I'm working on an application (ASP.Net, C#) that has distinctly generic chunks of functionality, that I'd love to be able to lift out, all layers, into re-usable components. This means the module handles the database schema, data access, API, everything so that the next time I want to use it I can just register the module and hook into it.
Developing modules of re-usable functionality is a no-brainer, but what is really confusing me is what to do when it comes to handling a core re-usable database schema that serves the module's functionality.
In an ideal world, I would register a module and it would ensure that the associated database schema exists in the DB. I would code on the assumption that the tables exist, calling the module's functionality through the DLL, agnostic of the database layer. Kind of like Enterprise Library's Caching/Logging Application Block, which can create a DB schema in the target DB to use as a data store.

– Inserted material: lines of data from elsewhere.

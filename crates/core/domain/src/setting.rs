//! 点表与服务器描述（启动时加载一次，之后只读）。

use serde::{Deserialize, Serialize};
use std::time::Duration;

/// 与控制器的链路类型。
#[derive(Debug, Clone, Copy, PartialEq, Eq, Default, Serialize, Deserialize)]
#[serde(rename_all = "snake_case")]
pub enum TransportKind {
    #[default]
    Tcp,
    Rtu,
}

impl TransportKind {
    pub fn parse(value: &str) -> Option<Self> {
        match value.trim().to_ascii_lowercase().as_str() {
            "tcp" => Some(Self::Tcp),
            "rtu" | "serial" => Some(Self::Rtu),
            _ => None,
        }
    }
}

/// 串口校验位。
#[derive(Debug, Clone, Copy, PartialEq, Eq, Default, Serialize, Deserialize)]
#[serde(rename_all = "snake_case")]
pub enum Parity {
    #[default]
    None,
    Even,
    Odd,
}

impl Parity {
    pub fn parse(value: &str) -> Option<Self> {
        match value.trim().to_ascii_lowercase().as_str() {
            "none" | "n" => Some(Self::None),
            "even" | "e" => Some(Self::Even),
            "odd" | "o" => Some(Self::Odd),
            _ => None,
        }
    }
}

/// 串口参数（RTU）。
#[derive(Debug, Clone, PartialEq, Eq, Serialize, Deserialize)]
pub struct SerialDescriptor {
    /// 串口标识，如 `/dev/ttyS0`、`COM3`
    pub port: String,
    pub baud_rate: u32,
    pub data_bits: u8,
    pub stop_bits: u8,
    pub parity: Parity,
}

/// 服务器描述：连接目标、从站号与采集周期。
#[derive(Debug, Clone, PartialEq, Eq, Serialize, Deserialize)]
pub struct ServerDescriptor {
    pub transport: TransportKind,
    pub host: String,
    pub port: u16,
    pub serial: Option<SerialDescriptor>,
    /// 从站 ID (1-247)
    pub slave_id: u8,
    /// 采集周期（秒）
    pub cycle_seconds: u64,
}

impl ServerDescriptor {
    pub fn cycle(&self) -> Duration {
        Duration::from_secs(self.cycle_seconds.max(1))
    }
}

/// 枚举型点位的状态描述。
#[derive(Debug, Clone, PartialEq, Eq, Serialize, Deserialize)]
pub struct EnumState {
    pub state: String,
    pub iec: String,
}

/// 分组内的单个采集地址。
///
/// `convert`：1 = 0~65535 无符号，2 = -32768~32767 有符号。
/// `point_type`：1 整数，2 小数，3 布尔，4 枚举，5 位状态。
/// `fnc_lab`：1 只读，2 脉冲按钮，3 保持按钮，4 数据下发，5 按位显示。
#[derive(Debug, Clone, PartialEq, Eq, Serialize, Deserialize)]
pub struct PointLocation {
    pub address: u16,
    #[serde(default)]
    pub iec: String,
    #[serde(default)]
    pub unit: String,
    #[serde(default = "default_convert")]
    pub convert: u8,
    #[serde(default, rename = "type")]
    pub point_type: Option<u8>,
    #[serde(default)]
    pub multiple: Option<u32>,
    #[serde(default)]
    pub show: Option<u32>,
    #[serde(default)]
    pub fnc_lab: Option<u8>,
    #[serde(default)]
    pub enums: Vec<EnumState>,
}

fn default_convert() -> u8 {
    1
}

impl PointLocation {
    pub fn is_signed(&self) -> bool {
        self.convert == 2
    }

    pub fn is_bitfield(&self) -> bool {
        self.point_type == Some(5) || self.fnc_lab == Some(5)
    }

    /// 功能标签大于 1 的点位可下发。
    pub fn is_writable(&self) -> bool {
        self.fnc_lab.is_some_and(|label| label > 1)
    }
}

/// 采集分组：[start, end] 区间内配置的地址。
#[derive(Debug, Clone, PartialEq, Eq, Serialize, Deserialize)]
pub struct GroupDescriptor {
    pub index: u32,
    pub start: u16,
    pub end: u16,
    /// 覆盖服务器默认的读功能码
    #[serde(default)]
    pub function_code: Option<u8>,
    #[serde(default)]
    pub locations: Vec<PointLocation>,
}

impl GroupDescriptor {
    pub fn contains(&self, address: u16) -> bool {
        (self.start..=self.end).contains(&address)
    }

    /// 区间内需要采集的地址。
    pub fn monitored(&self) -> impl Iterator<Item = &PointLocation> + '_ {
        self.locations
            .iter()
            .filter(|location| self.contains(location.address))
    }

    /// 配置在区间外、不会被采集的地址。
    pub fn out_of_range(&self) -> impl Iterator<Item = &PointLocation> + '_ {
        self.locations
            .iter()
            .filter(|location| !self.contains(location.address))
    }
}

My Questions is: What do you think is the best way to achieve this, firstly, in terms design architecture, and secondly solution structure. What patterns/frameworks do you know that exist & support this kind of thing?
My thoughts so far:
I mostly use Entity Framework and SQL Server DB Projects. I thought about a 'black box' approach to modules of functionality. I could use use a code-first approach in EF4, and use the ObjectContext to create a database when the module is initialized. However this means that all of the entities that my module encapsulates would be disconnected from the rest of the application because they belonged to an abstracted ObjectContext. Further - Creating appropriate indexes and references between domain entities and the module's entities would be impossible to do practically.
I've thought of adopting Enterprise Library and creating my own Application Blocks. I'm not sure how this would play nice with Entity Framework (if at all) though. I like the idea of building on proven patterns & practices to encapsulate established, reusable functionality.
I thought of abandoning Entity Framework for the Module, and just creating a separate DB schema for the module with its own set of stored procedures & ADO.Net. Then deploying the script at run-time if interrogation shows that it doesn't exist. But once again, for application developing outside of the application, I would want to use Entity Framework and I would have to use the module separately, disconnected from the domain ObjectContext.
Has anyone had experience developing these sorts of full-stack modules? What advice can you offer? Am I biting off more than I can chew?